Le pregunto si no le importa que le haga una fotografía. Muy contenta, acepta. Se pasa ensalivada las dos manos por la cabeza a modo cepillo y se ajusta la bata al pecho. Se cruza de brazos y, con gesto pensativo, como avergonzada, baja la mirada. Prometo darle una copia y ella me contesta con guasa, que el cartero no pasa por su casa. «Mejor me la traes y charlamos otro ratito, guapo». Le digo «adiós» y ella, con un «hasta pronto, hermoso» se despide.
Llego a la parada del autobús al que llaman «Búho». En su interior viajan desmadejados indianos y morenos que duermen con sus rostros pegados al cristal de las ventanillas. A un volumen considerable se oye cantar a Van Morrison. Algunos nos dirigimos miradas furtivas, pero no nos decimos ni una palabra.
Este autobús pasa cerca de la residencia donde está ingresada mi madre. Hablo con mi conciencia para justificar mi egoísmo. A estas horas estará dormida. Fue una luchadora para mejorar nuestras vidas. Ahora se encuentra sola por causa del Alzheimer y de un cáncer que la devora por dentro. En la vejez, la memoria es la única compañera, pero a ella le abandonaron todos sus recuerdos. ¡Qué absurdo y misterioso es el tejido de la existencia! El melancólico paso del tiempo la ha deshecho en arrugas. Todo le duele cuando no está drogada. Me duele.

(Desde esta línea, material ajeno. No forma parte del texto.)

impl TaskInstance {
    /// Create a scheduled instance. The first assignee is the primary.
    pub fn new(
        template: &TaskTemplate,
        period: Period,
        window: ExecutionWindow,
        assignees: Vec<UserId>,
        method: AssignmentMethod,
    ) -> Result<Self> {
        let assignees = dedup(assignees);
        if assignees.is_empty() {
            return Err(Error::Validation(
                "an instance needs at least one assignee".to_string(),
            ));
        }

        let now = Utc::now();
        let slots = assignees
            .iter()
            .enumerate()
            .map(|(idx, user_id)| AssigneeSlot {
                user_id: user_id.clone(),
                role: if idx == 0 {
                    AssigneeRole::Primary
                } else {
                    AssigneeRole::Assistant
                },
            })
            .collect();

        let mut audit = AuditLog::default();
        audit.push(AuditEntry::Assignment {
            at: now,
            method,
            assignees: slots,
        });

        Ok(Self {
            id: Uuid::new_v4(),
            template_id: template.id,
            template_name: template.name.clone(),
            period,
            window,
            status: InstanceStatus::Scheduled,
            original_assignees: assignees.clone(),
            current_assignees: assignees,
            audit,
            completion: None,
            started_at: None,
            created_at: now,
            updated_at: now,
        })
    }

    pub fn primary_assignee(&self) -> Option<&UserId> {
        self.current_assignees.first()
    }

    pub fn is_assignee(&self, user: &str) -> bool {
        self.current_assignees.iter().any(|u| u == user)
    }

    pub fn is_open(&self) -> bool {
        self.status.is_open()
    }

    /// Open and past the end of its execution window
    pub fn is_overdue(&self, today: NaiveDate) -> bool {
        self.is_open() && self.window.end < today
    }

    pub fn days_until_due(&self, today: NaiveDate) -> i64 {
        (self.window.end - today).num_days()
    }

    fn ensure_open(&self, action: &str) -> Result<()> {
        if self.status.is_terminal() {
            return Err(Error::State(format!(
                "cannot {} instance {}: it is {}",
                action, self.id, self.status
            )));
        }
        Ok(())
    }

    fn transition(&mut self, to: InstanceStatus, actor: &str, at: DateTime<Utc>) {
        self.audit.push(AuditEntry::StatusChange {
            at,
            actor: actor.to_string(),
            from: self.status,
            to,
        });
        self.status = to;
        self.updated_at = at;
    }

    pub fn start(&mut self, actor: &str) -> Result<()> {
        if self.status != InstanceStatus::Scheduled {
            return Err(Error::State(format!(
                "cannot start instance {}: it is {}",
                self.id, self.status
            )));
        }
        let now = Utc::now();
        self.started_at = Some(now);
        self.transition(InstanceStatus::InProgress, actor, now);
        Ok(())
    }

    /// Mark the instance completed by one of its current assignees.
    ///
    /// When no duration is given and the instance was started, the duration
    /// is measured from the start. Returns the recorded completion.
    pub fn complete(
        &mut self,
        by: &str,
        notes: Option<String>,
        rating: Option<u8>,
        duration_hours: Option<f64>,
    ) -> Result<&CompletionRecord> {
        if let Some(rating) = rating {
            if !(MIN_RATING..=MAX_RATING).contains(&rating) {
                return Err(Error::Validation(format!(
                    "rating must be {}-{}, got {}",
                    MIN_RATING, MAX_RATING, rating
                )));
            }
        }
        if let Some(hours) = duration_hours {
            if !hours.is_finite() || hours < 0.0 {
                return Err(Error::Validation(format!(
                    "duration must be a non-negative number of hours, got {}",
                    hours
                )));
            }
        }
        self.ensure_open("complete")?;
        if !self.is_assignee(by) {
            return Err(Error::Authorization(format!(
                "{} is not assigned to instance {}",
                by, self.id
            )));
        }

        let now = Utc::now();
        let duration_hours = duration_hours.or_else(|| {
            self.started_at
                .map(|started| (now - started).num_seconds().max(0) as f64 / 3600.0)
        });
        let notes = notes.filter(|n| !n.trim().is_empty());

        self.transition(InstanceStatus::Completed, by, now);
        self.audit.push(AuditEntry::Completion {
            at: now,
            by: by.to_string(),
            rating,
            duration_hours,
        });
        Ok(self.completion.insert(CompletionRecord {
            completed_by: by.to_string(),
            completed_at: now,
            notes,
            rating,
            duration_hours,
        }))
    }

    pub fn cancel(&mut self, actor: &str) -> Result<()> {
        self.ensure_open("cancel")?;
        self.transition(InstanceStatus::Cancelled, actor, Utc::now());
        Ok(())
    }

    /// Replace the current assignees, recording the change.
    pub fn update_assignees(
        &mut self,
        new_assignees: Vec<UserId>,
        actor: &str,
        request_id: Option<Uuid>,
    ) -> Result<()> {
        self.ensure_open("reassign")?;
        let new_assignees = dedup(new_assignees);
        if new_assignees.is_empty() {
            return Err(Error::Validation(
                "an instance cannot be left without assignees".to_string(),
            ));
        }

        let now = Utc::now();
        let old_assignees = std::mem::replace(&mut self.current_assignees, new_assignees);
        self.audit.push(AuditEntry::Swap {
            at: now,
            actor: actor.to_string(),
            request_id,
            old_assignees,
            new_assignees: self.current_assignees.clone(),
        });
        self.updated_at = now;
        Ok(())
    }

    /// Move `from` out of the assignee list and `to` into it, keeping the
    /// slot position. Adding someone already assigned is a no-op add.
    pub fn reassign(
        &mut self,
        from: &str,
        to: &str,
        actor: &str,
        request_id: Option<Uuid>,
    ) -> Result<()> {
        if !self.is_assignee(from) {
            return Err(Error::State(format!(
                "{} is no longer assigned to instance {}",
                from, self.id
            )));
        }
        let already_assigned = self.is_assignee(to);
        let next: Vec<UserId> = self
            .current_assignees
            .iter()
            .filter_map(|user| {
                if user == from {
                    (!already_assigned).then(|| to.to_string())
                } else {
                    Some(user.clone())
                }
            })
            .collect();
        self.update_assignees(next, actor, request_id)
    }

    /// Notes are accepted in every state, including terminal ones.
    pub fn annotate(&mut self, actor: &str, text: &str) -> Result<()> {
        let text = text.trim();
        if text.is_empty() {
            return Err(Error::Validation("note cannot be empty".to_string()));
        }
        let now = Utc::now();
        self.audit.push(AuditEntry::Note {
            at: now,
            actor: actor.to_string(),
            text: text.to_string(),
        });
        self.updated_at = now;
        Ok(())
    }
}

Maldigo mi comodidad y cobardía. Me cubro la cabeza con pensamientos alegres para que no me caigan encima las estrellas. Pero, en esta oscuridad y para ese sol frío redondo de ahí arriba, canta una extraña cigarra y se calla si me aproximo. Dejo todos mis lamentos al negro y oculto grillo. Pareciera que unos cuchillos atravesaran mi corazón como el de una virgen ensangrentada. Vuelan por mi cara golondrinas con espinas en el pico, alondras negras, murciélagos torpes y ciegos que cazan al vuelo mis suspiros.
Al llegar a casa unos ojos sin párpados me observan nerviosos e intranquilos desde la ventana.